Many of us walked this emotional path. But we may end up doing more harm than good. If there’s one thing we’ve learned, it is that guns have become a cultural flash point in a nation that is unequal and divided. The people who defend gun rights believe that snobbish elites look down on their morals and want to destroy their culture. If we end up telling such people that they and their guns are despicable, they will just despise us back and dig in their heels.

So if you want to stop school shootings it’s not enough just to vent and march. It’s necessary to let people from Red America lead the way, and to show respect to gun owners at all points. There has to be trust and respect first. Then we can strike a compromise on guns as guns, and not some sacred cross in the culture war.

Like the gun owners of Red America haven’t been having their way at every turn for the past several decades; like the gun owners of Red America haven’t put us all on notice that if we so much as make buying guns the least bit inconvenient they’ll use us for target practice; like the Democratic Party for years pretty much even stopped talking about gun control because they’re afraid of the wrath of the NRA?

Let us take a few moment for group incoherent blubbering.

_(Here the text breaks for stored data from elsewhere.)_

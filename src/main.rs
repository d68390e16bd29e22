mod app;
mod cli;
mod color;
mod config;
mod event;
mod logging;
mod session;
mod store;
mod tui;
mod types;
mod ui;

use anyhow::Result;
use clap::Parser;

fn main() -> Result<()> {
    let cli_opts = cli::Cli::parse();
    let config_path = cli_opts
        .config
        .clone()
        .unwrap_or_else(config::Config::default_path);
    let config = config::Config::load_from(&config_path)?;
    let data_dir = cli_opts.data_dir.clone().unwrap_or_else(|| config.data_dir());
    let shift = cli_opts.shift();

    if let Some(command) = cli_opts.command {
        return cli::run(command, cli_opts.project.as_deref(), &config, &data_dir);
    }

    logging::enable_logging(&data_dir, &config.log_level)?;
    tracing::info!(data_dir = %data_dir.display(), "starting session");

    let mut app = app::App::new(config, data_dir);
    app.prefill(cli_opts.project, shift);
    let mut terminal = tui::init()?;
    let result = event::run(&mut app, &mut terminal);

    tui::restore()?;

    result
}
use ratatui::style::Color;

/// Unified color theme for the application
pub struct Theme;

impl Theme {
    /// Primary branding color
    pub fn primary() -> Color {
        Color::Magenta
    }

    /// Secondary/border color
    pub fn secondary() -> Color {
        Color::Cyan
    }

    /// Logged durations
    pub fn success() -> Color {
        Color::Green
    }

    /// Running timer
    pub fn active() -> Color {
        Color::LightGreen
    }

    /// Status and warnings
    pub fn warn() -> Color {
        Color::Yellow
    }

    pub fn highlight() -> Color {
        Color::Cyan
    }

    pub fn selection_marker() -> Color {
        Color::Green
    }

    pub fn dim() -> Color {
        Color::DarkGray
    }

    pub fn text() -> Color {
        Color::White
    }

    /// Accent for numbers/totals
    pub fn accent() -> Color {
        Color::LightBlue
    }
}
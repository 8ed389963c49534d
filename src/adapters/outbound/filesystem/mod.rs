/// Filesystem adapters for file I/O operations
mod download;
mod file_reader;
mod file_writer;

pub use download::{download_html, TempFileDownloadSink, HTML_MIME_TYPE};
pub use file_reader::FileSystemReader;
pub use file_writer::{FileSystemWriter, StdoutPresenter};
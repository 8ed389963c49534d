use super::escape::escape_html;
use super::palette::{risk_color, risk_color_for, type_color};
use super::svg::{render_matrix, render_tree};
use crate::graph_engine::domain::{
    iter_forest, Component, ComponentType, ExportOptions, RiskLevel, SbomStatistics, TreeNode,
};
use crate::ports::outbound::DocumentExporter;
use crate::shared::Result;
use chrono::{DateTime, SecondsFormat, Utc};
use std::fmt::Write;

const TOOL_NAME: &str = env!("CARGO_PKG_NAME");
const TOOL_VERSION: &str = env!("CARGO_PKG_VERSION");

const STYLE: &str = r#"body { font-family: -apple-system, "Segoe UI", Helvetica, Arial, sans-serif; margin: 24px; color: #111827; }
header h1 { margin: 0 0 4px 0; font-size: 22px; }
header p { margin: 0; color: #4B5563; }
section { margin-top: 16px; }
dl.metadata { display: grid; grid-template-columns: max-content auto; gap: 2px 12px; font-size: 13px; }
dl.metadata dt { color: #6B7280; }
table { border-collapse: collapse; font-size: 13px; }
th, td { border: 1px solid #E5E7EB; padding: 4px 10px; text-align: left; }
.legend { display: flex; flex-wrap: wrap; gap: 8px 20px; font-size: 13px; }
.legend-item { display: flex; align-items: center; gap: 6px; }
.swatch { width: 14px; height: 14px; border-radius: 3px; display: inline-block; }
.swatch.outline { background: transparent; border: 3px solid; box-sizing: border-box; }
.graph-container { margin-top: 20px; overflow: auto; border: 1px solid #E5E7EB; }
.node-name { font-size: 12px; fill: #FFFFFF; font-weight: 600; }
.node-version { font-size: 10px; fill: #F9FAFB; }
.row-label, .col-label { font-size: 11px; fill: #374151; }
.empty { font-size: 14px; fill: #6B7280; }
.severity { color: #FFFFFF; border-radius: 3px; padding: 0 6px; }"#;

/// HtmlExporter adapter producing a standalone HTML document
///
/// The document embeds a single SVG graphic (tree or adjacency matrix) and
/// optional metadata, statistics and legend sections. Every piece of
/// SBOM-originated text is escaped. With metadata disabled, identical input
/// gives byte-identical output.
pub struct HtmlExporter {
    timestamp: Option<DateTime<Utc>>,
}

impl HtmlExporter {
    pub fn new() -> Self {
        Self { timestamp: None }
    }

    /// Exporter stamping every document with a fixed generation time
    pub fn with_timestamp(timestamp: DateTime<Utc>) -> Self {
        Self {
            timestamp: Some(timestamp),
        }
    }

    fn generated_at(&self) -> String {
        self.timestamp
            .unwrap_or_else(Utc::now)
            .to_rfc3339_opts(SecondsFormat::Secs, true)
    }
}

impl Default for HtmlExporter {
    fn default() -> Self {
        Self::new()
    }
}

/// Helper methods for rendering sections
impl HtmlExporter {
    fn render_head(&self, output: &mut String, options: &ExportOptions) {
        output.push_str("<!DOCTYPE html>\n<html lang=\"en\">\n<head>\n");
        output.push_str("<meta charset=\"utf-8\">\n");
        output.push_str(
            "<meta name=\"viewport\" content=\"width=device-width, initial-scale=1\">\n",
        );
        let _ = writeln!(output, "<title>{}</title>", escape_html(&options.title));
        let _ = writeln!(output, "<style>\n{}\n</style>", STYLE);
        output.push_str("</head>\n<body>\n");
    }

    fn render_header(&self, output: &mut String, options: &ExportOptions) {
        output.push_str("<header>\n");
        let _ = writeln!(output, "<h1>{}</h1>", escape_html(&options.title));
        if !options.description.trim().is_empty() {
            let _ = writeln!(
                output,
                "<p class=\"description\">{}</p>",
                escape_html(&options.description)
            );
        }
        output.push_str("</header>\n");
    }

    fn render_metadata(&self, output: &mut String, components: &[Component]) {
        output.push_str("<section class=\"metadata\">\n<h2>Metadata</h2>\n<dl class=\"metadata\">\n");
        let _ = writeln!(output, "<dt>Generated</dt><dd>{}</dd>", self.generated_at());
        let _ = writeln!(output, "<dt>Tool</dt><dd>{} {}</dd>", TOOL_NAME, TOOL_VERSION);
        let _ = writeln!(output, "<dt>Components</dt><dd>{}</dd>", components.len());
        output.push_str("</dl>\n</section>\n");
    }

    fn render_statistics(&self, output: &mut String, components: &[Component]) {
        let stats = SbomStatistics::from_components(components);

        output.push_str("<section class=\"statistics\">\n<h2>Statistics</h2>\n<table>\n");
        output.push_str("<tr><th>Metric</th><th>Count</th></tr>\n");
        let _ = writeln!(output, "<tr><td>Total components</td><td>{}</td></tr>", stats.total);
        for component_type in ComponentType::ALL {
            let _ = writeln!(
                output,
                "<tr><td>{}</td><td>{}</td></tr>",
                plural(component_type),
                stats.count_for_type(component_type)
            );
        }
        for risk_level in RiskLevel::BY_SEVERITY {
            let _ = writeln!(
                output,
                "<tr><td>{} risk</td><td>{}</td></tr>",
                risk_level.label(),
                stats.count_for_risk(risk_level)
            );
        }
        let _ = writeln!(output, "<tr><td>Known CVEs</td><td>{}</td></tr>", stats.total_cves);
        output.push_str("</table>\n</section>\n");

        self.render_vulnerabilities(output, components);
    }

    fn render_vulnerabilities(&self, output: &mut String, components: &[Component]) {
        let rows: Vec<_> = components
            .iter()
            .flat_map(|c| c.vulnerabilities.iter().map(move |v| (c, v)))
            .collect();
        if rows.is_empty() {
            return;
        }

        output.push_str("<section class=\"vulnerabilities\">\n<h2>Vulnerabilities</h2>\n<table>\n");
        output.push_str("<tr><th>Component</th><th>ID</th><th>Severity</th><th>Description</th></tr>\n");
        for (component, vulnerability) in rows {
            let _ = writeln!(
                output,
                "<tr><td>{}</td><td>{}</td><td><span class=\"severity\" style=\"background: {}\">{}</span></td><td>{}</td></tr>",
                escape_html(&component.dedup_key()),
                escape_html(&vulnerability.id),
                risk_color_for(&vulnerability.severity),
                escape_html(&vulnerability.severity),
                escape_html(&vulnerability.description)
            );
        }
        output.push_str("</table>\n</section>\n");
    }

    fn render_legend(&self, output: &mut String, forest: &[TreeNode], options: &ExportOptions) {
        output.push_str("<section class=\"legend-section\">\n<h2>Legend</h2>\n<div class=\"legend\">\n");
        for component_type in ComponentType::ALL {
            let _ = writeln!(
                output,
                "<div class=\"legend-item\"><span class=\"swatch\" style=\"background: {}\"></span>{}</div>",
                type_color(component_type),
                component_type.label()
            );
        }
        for risk_level in RiskLevel::BY_SEVERITY {
            let _ = writeln!(
                output,
                "<div class=\"legend-item\"><span class=\"swatch outline\" style=\"border-color: {}\"></span>{} risk</div>",
                risk_color(risk_level),
                risk_level.label()
            );
        }
        output.push_str("</div>\n");

        let visibility = if options.matrix_mode {
            "Matrix view: a filled cell means the row component depends on the column component. Cell color follows the row's type, outline follows the column's risk.".to_string()
        } else {
            format!(
                "Tree view: all {} nodes in {} tree(s) are expanded. Fill color shows the component type, outline shows the risk level. A component reachable through several paths appears once per path.",
                iter_forest(forest).count(),
                forest.len()
            )
        };
        let _ = writeln!(output, "<p class=\"visibility\">{}</p>", visibility);
        output.push_str("</section>\n");
    }

    fn render_graph(
        &self,
        output: &mut String,
        forest: &[TreeNode],
        components: &[Component],
        options: &ExportOptions,
    ) {
        output.push_str("<main class=\"graph-container\">\n");
        if options.matrix_mode {
            output.push_str(&render_matrix(components));
        } else {
            output.push_str(&render_tree(forest));
        }
        output.push_str("</main>\n");
    }
}

impl DocumentExporter for HtmlExporter {
    fn export(
        &self,
        forest: &[TreeNode],
        components: &[Component],
        options: &ExportOptions,
    ) -> Result<String> {
        let mut output = String::new();

        self.render_head(&mut output, options);
        self.render_header(&mut output, options);
        if options.include_metadata {
            self.render_metadata(&mut output, components);
        }
        if options.include_statistics {
            self.render_statistics(&mut output, components);
        }
        if options.include_legend {
            self.render_legend(&mut output, forest, options);
        }
        self.render_graph(&mut output, forest, components, options);
        output.push_str("</body>\n</html>\n");

        Ok(output)
    }
}

fn plural(component_type: ComponentType) -> &'static str {
    match component_type {
        ComponentType::Application => "Applications",
        ComponentType::Library => "Libraries",
        ComponentType::Dependency => "Dependencies",
    }
}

Update: I just found this at Vox:

Over the past few decades, gun ownership in the US has evolved from a practical issue for rural homeowners and hunters to a kind of gesture of tribal solidarity, an act of defiance toward Obama, the left, and all the changes they represent. The gun lobby has become more hardened and uncompromising, pushing guns into schools, churches, and universities.

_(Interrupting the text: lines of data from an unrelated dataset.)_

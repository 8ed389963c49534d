/// Outbound adapters - Infrastructure implementations of outbound ports
pub mod console;
pub mod exporters;
pub mod filesystem;
pub mod generators;
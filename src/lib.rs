//! sbom-graph - SBOM dependency graph engine
//!
//! This library merges SBOM component lists into one canonical set, builds a
//! cycle-safe dependency tree forest from it, lays the forest out on a 2D
//! grid and exports the result as a standalone document, following hexagonal
//! architecture principles.
//!
//! # Architecture
//!
//! The library is organized into the following layers:
//!
//! - **Graph Engine** (`graph_engine`): Domain model and pure services
//!   (merge, filter, build, layout)
//! - **Application Layer** (`application`): Use cases, DTOs and factories
//! - **Ports** (`ports`): Interface definitions for infrastructure
//! - **Adapters** (`adapters`): Concrete implementations of ports
//! - **Shared** (`shared`): Common utilities and error types
//!
//! # Example
//!
//! ```
//! use sbom_graph::prelude::*;
//!
//! let frontend = vec![
//!     Component::new("app", "web", "1.0.0", ComponentType::Application)
//!         .with_dependencies(["react"]),
//!     Component::new("react", "react", "18.2.0", ComponentType::Library),
//! ];
//! let backend = vec![Component::new("api", "api", "2.0.0", ComponentType::Application)];
//!
//! let components = Merger::merge(&[frontend, backend]);
//! let roots = GraphBuilder::default_roots(&components);
//! let forest = LayoutEngine::default().layout(GraphBuilder::build(&roots, &components));
//!
//! let html = HtmlExporter::new()
//!     .export(&forest, &components, &ExportOptions::default())
//!     .unwrap();
//! assert!(html.starts_with("<!DOCTYPE html>"));
//! ```

pub mod adapters;
pub mod application;
pub mod graph_engine;
pub mod ports;
pub mod shared;

/// Prelude module for convenient imports
pub mod prelude {
    pub use crate::adapters::outbound::console::StderrProgressReporter;
    pub use crate::adapters::outbound::exporters::{HtmlExporter, JsonExporter};
    pub use crate::adapters::outbound::filesystem::{
        download_html, FileSystemReader, FileSystemWriter, StdoutPresenter, TempFileDownloadSink,
    };
    pub use crate::adapters::outbound::generators::SbomJsonGenerator;
    pub use crate::application::dto::{OutputFormat, VisualizationRequest, VisualizationResponse};
    pub use crate::application::factories::{ExporterFactory, PresenterFactory, PresenterType};
    pub use crate::application::use_cases::VisualizeSbomUseCase;
    pub use crate::graph_engine::domain::{
        Component, ComponentMetadata, ComponentType, ExportOptions, RiskLevel, SbomDocument,
        SbomStatistics, TreeNode, Vulnerability,
    };
    pub use crate::graph_engine::services::{
        ComponentFilter, GraphBuilder, LayoutConfig, LayoutEngine, Merger,
    };
    pub use crate::ports::outbound::{
        ComponentGenerator, DocumentExporter, DownloadSink, GenerationError, GeneratorConfig,
        OutputPresenter, ProgressReporter, ProjectFile, ProjectFileReader, SaveOutcome,
    };
    pub use crate::shared::Result;
}
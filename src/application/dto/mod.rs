/// Data Transfer Objects for application layer
///
/// DTOs are used to transfer data between the application layer
/// and adapters, keeping the graph engine isolated.
mod output_format;
mod visualization_request;
mod visualization_response;

pub use output_format::OutputFormat;
pub use visualization_request::{VisualizationRequest, VisualizationRequestBuilder};
pub use visualization_response::VisualizationResponse;
/// Adapters layer - Infrastructure implementations
///
/// This layer contains concrete implementations of the ports,
/// providing the actual integration with external systems.
pub mod outbound;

This has taken place in the context of a broader and deeper polarization of the country, as Red America and Blue America have become more ideologically homogeneous and distant from one another. The two sides are now composed of people who quite literally think and feel differently — and are less and less able to communicate. The gun issue is a salient example, but far from the only one.

This suggests that if the status quo on guns in the US is to change, it will be through overwhelming political force, not through evidence and argument. Guns have now ascended to the level of worldview and identity, areas largely beyond the reach of persuasion.

6 thoughts on “David Brooks: Still Clueless After All These Years

  1. The gun people are pushing the idea that the murders' right to have a gun is more important than the victims' right to life.  I thought most of these same people were right to lifers.  I am confused.  While some of the Repugs don't want to listen to these kids from Florida, they need to remember some of these kids who are tired of going to school and being terrorized will be 18 soon–maybe even before November.

    Off-topic:  Is there any one in the Mahablog world who can explain curling?  And why any one would find it even remotely interesting?  So far, I have mostly found curling to be a great sleeping pill.

  2. "There has to be trust and respect first "

    Has this fucking idiot ever read any of his Presidents tweets? Respect my ass!

  3. Think the writer at VOX has it right, and that his 'overwhelming political force' will probably be the generation of kids who grew up knowing how to "hide, fight then run" from pre-K onward. Once they reach their majority in sufficient numbers, they will do what the rest of us should have starting in the 90s – vote the moral imbeciles in Congress who deliberately perpetuate this slaughter out of office.

  4. No one quite gets my goat like Brooks, he is annoying in a very singular way.  I guess that's why he gets the big bucks.   

    Yet, I remember my friends on the left putting on their hair shirts after the election and buying into the snooty, liberal elite meme, along with other chestnuts.  In essence, it's okay to fight fascists as long as you don't say anything that might hurt their feelings.  Brooks is striking a similar theme.


  5. David Brooks is a prime example of the pundits who promoted the invasion of Iraq and were, well, promoted for it when they all should have been fired and left to find real jobs. 

    The NY Times, WashPost, LA Times, etc – as well as NPR – all spread lies which encouraged the invasion.  IMHO, that disastrous choice undermined their credibility, paving the way for Trump's BS about "Fake News".